I have no reason to doubt the nobility of your intentions when you lept into the moving water in an effort to save. It shows you to harbour a fundamental and selfless, if foolhardy, decency toward your fellow human that sets you apart from some of your partisan supporters and colleagues (just read CBC.ca article comments if you doubt me).
However, at the risk that you again encounter a similar situation, I might suggest that you consider taking a Swiftwater Rescue course or at least gain some empirical experience learning to assess and effectively swim in moving water to the point where you are comfortable in it. This will help you in determining if leaping in fully clothed will actually help the person in trouble or simply add to the problem. By the sounds of things you are very lucky not to have become another casualty in need of rescue or worse, retrieval. I can't help but wonder, partly from an experience in which I nearly died, just what the hell you thought you would have done once you reached her?

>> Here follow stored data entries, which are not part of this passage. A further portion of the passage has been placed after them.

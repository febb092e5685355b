//! JSON file storage backend for the stakewatch checkpoint.
//!
//! The checkpoint lives in a single small JSON object with exactly two
//! string keys. The file is always rewritten wholesale.

pub mod checkpoint;
pub mod error;

pub use checkpoint::{FileCheckpointStore, DEFAULT_CHECKPOINT_FILE};
pub use error::FileStoreError;
use proptest::prelude::*;

use stakewatch_types::{Amount, Timestamp, TxId};

proptest! {
    /// Timestamp ordering: new(a) <= new(b) iff a <= b.
    #[test]
    fn timestamp_ordering(a in 0u64..u64::MAX, b in 0u64..u64::MAX) {
        let ta = Timestamp::new(a);
        let tb = Timestamp::new(b);
        prop_assert_eq!(ta <= tb, a <= b);
        prop_assert_eq!(ta == tb, a == b);
    }

    /// Whole-unit amounts survive the coin conversion exactly.
    #[test]
    fn amount_units_survive_coin_conversion(units in -10_000_000_000_000i64..10_000_000_000_000i64) {
        let amount = Amount::from_units(units);
        let back = Amount::from_coins(amount.as_coins()).unwrap();
        prop_assert_eq!(back, amount);
    }

    /// Amount display always carries exactly eight decimals.
    #[test]
    fn amount_display_has_eight_decimals(units in any::<i64>()) {
        let shown = Amount::from_units(units).to_string();
        let decimals = shown.rsplit('.').next().unwrap();
        prop_assert_eq!(decimals.len(), 8);
    }

    /// TxId is transparent on the wire.
    #[test]
    fn txid_serializes_as_plain_string(raw in "[0-9a-f]{0,64}") {
        let id = TxId::new(raw.clone());
        prop_assert_eq!(serde_json::to_string(&id).unwrap(), serde_json::to_string(&raw).unwrap());
        prop_assert_eq!(id.is_empty(), raw.is_empty());
    }
}
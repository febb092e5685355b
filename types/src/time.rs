//! Timestamp type used for wallet events.
//!
//! Timestamps are Unix epoch seconds (UTC), exactly as the wallet reports
//! them in the `time` field of a listed transaction.

use serde::{Deserialize, Serialize};
use std::fmt;
use std::time::{SystemTime, UNIX_EPOCH};

/// A Unix timestamp in seconds since epoch (UTC).
#[derive(Clone, Copy, Debug, PartialEq, Eq, PartialOrd, Ord, Hash, Serialize, Deserialize)]
#[serde(transparent)]
pub struct Timestamp(u64);

impl Timestamp {
    /// The epoch (time zero).
    pub const EPOCH: Self = Self(0);

    pub fn new(secs: u64) -> Self {
        Self(secs)
    }

    /// Get the current system time as a `Timestamp`.
    ///
    /// A clock set before the epoch yields [`Timestamp::EPOCH`].
    pub fn now() -> Self {
        SystemTime::now()
            .duration_since(UNIX_EPOCH)
            .map(|d| Self(d.as_secs()))
            .unwrap_or(Self::EPOCH)
    }

    pub fn as_secs(&self) -> u64 {
        self.0
    }
}

impl fmt::Display for Timestamp {
    fn fmt(&self, f: &mut fmt::Formatter<'_>) -> fmt::Result {
        write!(f, "{}s", self.0)
    }
}
//! Coin amount type.
//!
//! Amounts are represented as fixed-point integers with eight decimal places
//! (one unit is 0.00000001 coin) to avoid floating-point drift once parsed.
//! The wallet reports amounts as JSON numbers; they are rounded to the nearest
//! unit at the boundary and emitted back as JSON numbers.

use serde::{Deserialize, Deserializer, Serialize, Serializer};
use std::fmt;

use crate::TypesError;

/// Number of base units in one coin.
pub const UNITS_PER_COIN: i64 = 100_000_000;

/// A signed coin quantity in base units.
///
/// Signed because wallet listings report outgoing entries as negative amounts.
#[derive(Clone, Copy, Debug, Default, PartialEq, Eq, PartialOrd, Ord, Hash)]
pub struct Amount(i64);

impl Amount {
    pub const ZERO: Self = Self(0);

    pub fn from_units(units: i64) -> Self {
        Self(units)
    }

    /// Convert a decimal coin value into base units, rounding to the nearest unit.
    pub fn from_coins(coins: f64) -> Result<Self, TypesError> {
        if !coins.is_finite() {
            return Err(TypesError::InvalidAmount(coins.to_string()));
        }
        let units = (coins * UNITS_PER_COIN as f64).round();
        if units > i64::MAX as f64 || units < i64::MIN as f64 {
            return Err(TypesError::InvalidAmount(coins.to_string()));
        }
        Ok(Self(units as i64))
    }

    pub fn units(&self) -> i64 {
        self.0
    }

    pub fn as_coins(&self) -> f64 {
        self.0 as f64 / UNITS_PER_COIN as f64
    }
}

impl fmt::Display for Amount {
    fn fmt(&self, f: &mut fmt::Formatter<'_>) -> fmt::Result {
        let sign = if self.0 < 0 { "-" } else { "" };
        let abs = self.0.unsigned_abs();
        let per = UNITS_PER_COIN as u64;
        write!(f, "{}{}.{:08}", sign, abs / per, abs % per)
    }
}

impl Serialize for Amount {
    fn serialize<S: Serializer>(&self, serializer: S) -> Result<S::Ok, S::Error> {
        serializer.serialize_f64(self.as_coins())
    }
}

impl<'de> Deserialize<'de> for Amount {
    fn deserialize<D: Deserializer<'de>>(deserializer: D) -> Result<Self, D::Error> {
        let coins = f64::deserialize(deserializer)?;
        Amount::from_coins(coins).map_err(serde::de::Error::custom)
    }
}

The smartmoney is on working from shore methodically and carefully and only entering the water when rescuer safety is ensured. However, should you find yourself in moving water and a little scared, it might pay to keep in mind the following.
The basic standard when finding yourself in the fast water is first to not panic. The water is very fast, big and scary, yes. But if you're breathing and floating, you're already partly in control of the basic staying alive bit of your situation. NOW, stop panicking and get your feet up so you can see them poke through the surface, pointing yourself FEET FIRST downstream with your head up looking over your toes. This way you minimise the risks of getting yourself caught on rocks, or strainers (branches and logs submerged just below the surface) because you'll float over them (arse might bruise though), head injury because your feet hit the rock in front you and not your melon, and of having the current pull you under and keep you there because your foot got stuck. Then let the current do the work for you and carry you downstream. Don't fight it, you'll exhaust yourself and die. Use your hands to steer and guide you to safety, but always feet up and pointed downstream. Safety is in eddies and river banks you can safely swim to. Avoid rocks, ledges and falls and the frothy nasty pin you under nonsense at their base, holes, pieces of tree, canoes in fast water (swamped or controlled they act as giant moving logs: bad bad), or the temption to see if your feet reach the bottom. These are the things that kill. Big standing waves are only big standing waves and can be quite fun to float through in a PFD.
Oh, and please have some humility. Don't twitter your attempt at heroism all over the universe. It looks crass and self-indulgent, especially since it seems that you succeeded in little more than getting wet and scaring yourself and probably your loved ones. And all at a time when you're taking heavy flak over some serious idiocy around the Census - it looks bad.